Come concretizzare nella pratica questi concetti?

«Il primo passo sarebbe quello di coinvolgere in questa rete di sorveglianza passiva non soltanto i medici specialisti ma anche, anzi soprattutto, i medici di base, che costituiscono la prima e più importante barriera valutativa perché, in fin dei conti, sono coloro i quali tendenzialmente vedono più spesso il paziente e lo conoscono meglio. L’altro elemento fondamentale sarebbe far sì che la situazione anamnestica del paziente, con particolare riferimento a specifiche anomalie pregresse, possa essere integrata in un vero e proprio database fruibile da parte dei medici in condizioni stabilite, anche se ovviamente la concretizzazione di questo specifico aspetto potrebbe essere meno agevole di quanto possa apparire a prima vista, nel quadro delle attuali normative in materia di privacy. Vero è, d’altronde, che oggi il legale detentore di armi autorizza di fatto il trattamento dei dati personali e sensibili, frutto di una scelta volontaria, al momento della richiesta delle autorizzazioni necessarie al possesso legale di armi. D’altro canto, anche per compiere operazioni del tutto normali per il cittadino, come l’apertura di un conto corrente, l’attivazione di una utenza domestica e così via, è necessario fornire il consenso a un determinato trattamento dei dati, altrimenti non è possibile effettuare le operazioni in questione».

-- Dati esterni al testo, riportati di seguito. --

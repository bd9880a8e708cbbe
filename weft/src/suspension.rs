//! Durable suspension records.
//!
//! A suspension is a pause awaiting external input. The leaf record is a
//! [`Suspension`]; when the pause happens inside a nested sub-agent, the run
//! that owns the event stream persists a [`SuspensionStack`] describing the
//! ancestor chain from itself down to the suspended leaf. Stacks are data, not
//! control flow: resumption re-invokes the orchestrator with the persisted
//! child state id rather than walking any saved runtime stack.

use serde::{Deserialize, Serialize};
use serde_json::Value;

use crate::context::AgentRunId;

/// A durable pause awaiting external input.
#[derive(Debug, Clone, PartialEq, Serialize, Deserialize)]
#[serde(tag = "type", rename_all = "kebab-case")]
#[non_exhaustive]
pub enum Suspension {
    /// A tool call gated on human approval.
    ToolApproval {
        /// Identifier the approval response must echo.
        approval_id: String,
        /// The tool call awaiting the decision.
        tool_call_id: String,
        /// Name of the gated tool.
        tool_name: String,
        /// Arguments the model supplied.
        tool_args: Value,
        /// Human-readable description of what is being approved.
        description: String,
    },
}

impl Suspension {
    /// Create a tool-approval suspension.
    pub fn tool_approval(
        approval_id: impl Into<String>,
        tool_call_id: impl Into<String>,
        tool_name: impl Into<String>,
        tool_args: Value,
        description: impl Into<String>,
    ) -> Self {
        Self::ToolApproval {
            approval_id: approval_id.into(),
            tool_call_id: tool_call_id.into(),
            tool_name: tool_name.into(),
            tool_args,
            description: description.into(),
        }
    }

    /// The approval id this suspension waits on.
    #[must_use]
    pub fn approval_id(&self) -> &str {
        match self {
            Self::ToolApproval { approval_id, .. } => approval_id,
        }
    }

    /// The tool call this suspension is bound to.
    #[must_use]
    pub fn tool_call_id(&self) -> &str {
        match self {
            Self::ToolApproval { tool_call_id, .. } => tool_call_id,
        }
    }

    /// Name of the gated tool.
    #[must_use]
    pub fn tool_name(&self) -> &str {
        match self {
            Self::ToolApproval { tool_name, .. } => tool_name,
        }
    }

    /// Arguments of the gated call.
    #[must_use]
    pub fn tool_args(&self) -> &Value {
        match self {
            Self::ToolApproval { tool_args, .. } => tool_args,
        }
    }
}

/// Record of one suspended sub-agent tool call within a step.
#[derive(Debug, Clone, PartialEq, Serialize, Deserialize)]
pub struct SuspendedBranch {
    /// The tool call that invoked the sub-agent.
    pub tool_call_id: String,
    /// The child run's state id.
    pub child_state_id: AgentRunId,
    /// The child's manifest id.
    pub child_manifest_id: String,
    /// The child's manifest version.
    pub child_manifest_version: String,
    /// Suspensions owned by the child itself.
    pub suspensions: Vec<Suspension>,
    /// Stacks for suspensions deeper in the child's own sub-tree.
    pub child_stacks: Vec<SuspensionStack>,
}

/// One frame of a suspension stack.
#[derive(Debug, Clone, PartialEq, Serialize, Deserialize)]
pub struct StackEntry {
    /// Manifest id of the agent at this level.
    pub manifest_id: String,
    /// Manifest version of the agent at this level.
    pub manifest_version: String,
    /// State id of the run at this level.
    pub state_id: AgentRunId,
    /// The tool call through which this level invoked the next-deeper level.
    ///
    /// `None` on the deepest entry: the leaf suspension belongs to that run
    /// itself.
    #[serde(skip_serializing_if = "Option::is_none")]
    pub pending_tool_call_id: Option<String>,
}

/// Persisted description of the ancestor chain from a run down to one
/// suspended leaf. `agents[0]` is the outermost ancestor.
#[derive(Debug, Clone, PartialEq, Serialize, Deserialize)]
pub struct SuspensionStack {
    /// The chain, outermost first.
    pub agents: Vec<StackEntry>,
    /// The suspension at the deepest level.
    pub leaf_suspension: Suspension,
}

impl SuspensionStack {
    /// Whether this stack's leaf waits on the given approval id.
    #[must_use]
    pub fn contains_approval(&self, approval_id: &str) -> bool {
        self.leaf_suspension.approval_id() == approval_id
    }

    /// The entry one level below the owner of this stack, if any.
    #[must_use]
    pub fn child_entry(&self) -> Option<&StackEntry> {
        self.agents.get(1)
    }
}

/// Compose per-step suspension records into ordered ancestor chains.
///
/// For each suspended branch of the step, the current agent contributes the
/// outermost entry, carrying the tool call that invoked the branch. Branches
/// that already carry stacks of their own (deeper nesting) are republished
/// with the current entry prepended; direct child suspensions produce one
/// two-entry stack per leaf.
#[must_use]
pub fn build_suspension_stacks(
    manifest_id: &str,
    manifest_version: &str,
    state_id: &AgentRunId,
    branches: &[SuspendedBranch],
) -> Vec<SuspensionStack> {
    let mut stacks = Vec::new();

    for branch in branches {
        let current = StackEntry {
            manifest_id: manifest_id.to_owned(),
            manifest_version: manifest_version.to_owned(),
            state_id: state_id.clone(),
            pending_tool_call_id: Some(branch.tool_call_id.clone()),
        };

        if branch.child_stacks.is_empty() {
            let child = StackEntry {
                manifest_id: branch.child_manifest_id.clone(),
                manifest_version: branch.child_manifest_version.clone(),
                state_id: branch.child_state_id.clone(),
                pending_tool_call_id: None,
            };
            for suspension in &branch.suspensions {
                stacks.push(SuspensionStack {
                    agents: vec![current.clone(), child.clone()],
                    leaf_suspension: suspension.clone(),
                });
            }
        } else {
            for child_stack in &branch.child_stacks {
                let mut agents = Vec::with_capacity(child_stack.agents.len() + 1);
                agents.push(current.clone());
                agents.extend(child_stack.agents.iter().cloned());
                stacks.push(SuspensionStack {
                    agents,
                    leaf_suspension: child_stack.leaf_suspension.clone(),
                });
            }
            // A nested child can also suspend on its own behalf in the same
            // step it republishes deeper stacks.
            if !branch.suspensions.is_empty() {
                let child = StackEntry {
                    manifest_id: branch.child_manifest_id.clone(),
                    manifest_version: branch.child_manifest_version.clone(),
                    state_id: branch.child_state_id.clone(),
                    pending_tool_call_id: None,
                };
                for suspension in &branch.suspensions {
                    stacks.push(SuspensionStack {
                        agents: vec![current.clone(), child.clone()],
                        leaf_suspension: suspension.clone(),
                    });
                }
            }
        }
    }

    stacks
}

#[cfg(test)]
mod tests {
    use super::*;
    use serde_json::json;

    fn approval(id: &str) -> Suspension {
        Suspension::tool_approval(id, format!("call-{id}"), "delete", json!({}), "delete a file")
    }

    fn branch(tool_call_id: &str, child_state: &str, suspensions: Vec<Suspension>) -> SuspendedBranch {
        SuspendedBranch {
            tool_call_id: tool_call_id.into(),
            child_state_id: AgentRunId::from(child_state),
            child_manifest_id: "child".into(),
            child_manifest_version: "1".into(),
            suspensions,
            child_stacks: Vec::new(),
        }
    }

    #[test]
    fn direct_child_yields_two_entry_stack_per_leaf() {
        let root = AgentRunId::from("root-state");
        let stacks = build_suspension_stacks(
            "root",
            "1",
            &root,
            &[branch("tc-1", "child-state", vec![approval("A1"), approval("A2")])],
        );

        assert_eq!(stacks.len(), 2);
        for stack in &stacks {
            assert_eq!(stack.agents.len(), 2);
            assert_eq!(stack.agents[0].state_id, root);
            assert_eq!(
                stack.agents[0].pending_tool_call_id.as_deref(),
                Some("tc-1")
            );
            assert!(stack.agents[1].pending_tool_call_id.is_none());
        }
        assert!(stacks[0].contains_approval("A1"));
        assert!(stacks[1].contains_approval("A2"));
    }

    #[test]
    fn nested_stacks_are_republished_with_current_prepended() {
        let root = AgentRunId::from("root-state");
        let mid = AgentRunId::from("mid-state");
        let leaf = AgentRunId::from("leaf-state");

        let inner = SuspensionStack {
            agents: vec![
                StackEntry {
                    manifest_id: "mid".into(),
                    manifest_version: "1".into(),
                    state_id: mid,
                    pending_tool_call_id: Some("tc-inner".into()),
                },
                StackEntry {
                    manifest_id: "leaf".into(),
                    manifest_version: "1".into(),
                    state_id: leaf,
                    pending_tool_call_id: None,
                },
            ],
            leaf_suspension: approval("A9"),
        };

        let mut b = branch("tc-outer", "mid-state", Vec::new());
        b.child_stacks = vec![inner];

        let stacks = build_suspension_stacks("root", "1", &root, &[b]);
        assert_eq!(stacks.len(), 1);
        assert_eq!(stacks[0].agents.len(), 3);
        assert_eq!(stacks[0].agents[0].state_id, root);
        assert_eq!(
            stacks[0].agents[0].pending_tool_call_id.as_deref(),
            Some("tc-outer")
        );
        assert_eq!(stacks[0].agents[1].manifest_id, "mid");
        assert_eq!(stacks[0].agents[2].manifest_id, "leaf");
        assert!(stacks[0].contains_approval("A9"));
    }

    #[test]
    fn multiple_branches_each_contribute_stacks() {
        let root = AgentRunId::from("root-state");
        let stacks = build_suspension_stacks(
            "root",
            "1",
            &root,
            &[
                branch("tc-1", "c1", vec![approval("A1")]),
                branch("tc-2", "c2", vec![approval("A2")]),
            ],
        );
        assert_eq!(stacks.len(), 2);
        assert_eq!(stacks[0].agents[0].pending_tool_call_id.as_deref(), Some("tc-1"));
        assert_eq!(stacks[1].agents[0].pending_tool_call_id.as_deref(), Some("tc-2"));
    }
}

In tutto questo, il ruolo dell’autorità di pubblica sicurezza in sé è attualmente adeguato?

«Anche nella gestione da parte dell’autorità di pubblica sicurezza si riscontra una evidente mancanza di comunicazione, che a oggi è ormai anacronistica e ingiustificabile: non ha senso, per esempio, che alla morte di un anziano detentore di armi, l’anagrafe avvisi l’istituto di previdenza perché venga sospesa l’erogazione della pensione, ma la Questura continui a ignorare il decesso anche a distanza di anni se non di decenni. Non è possibile che il destino delle armi detenute dal defunto sia affidato in quei casi all’onestà degli eredi. Anche in questo caso, se si riuscisse a mettere “in rete” le informazioni fondamentali sul cittadino, con degli “alert”, si riuscirebbe a ottenere un miglioramento della sicurezza pubblica di notevole efficacia, senza andare a stravolgere le attuali procedure di valutazione periodica di idoneità e, soprattutto, in modo del tutto praticabile rispetto alle attuali risorse nazionali. Auspico che questa linea di principio possa essere raccolta dai giusti interlocutori che, senza ideologismi e preconcetti, possano portarla in Parlamento».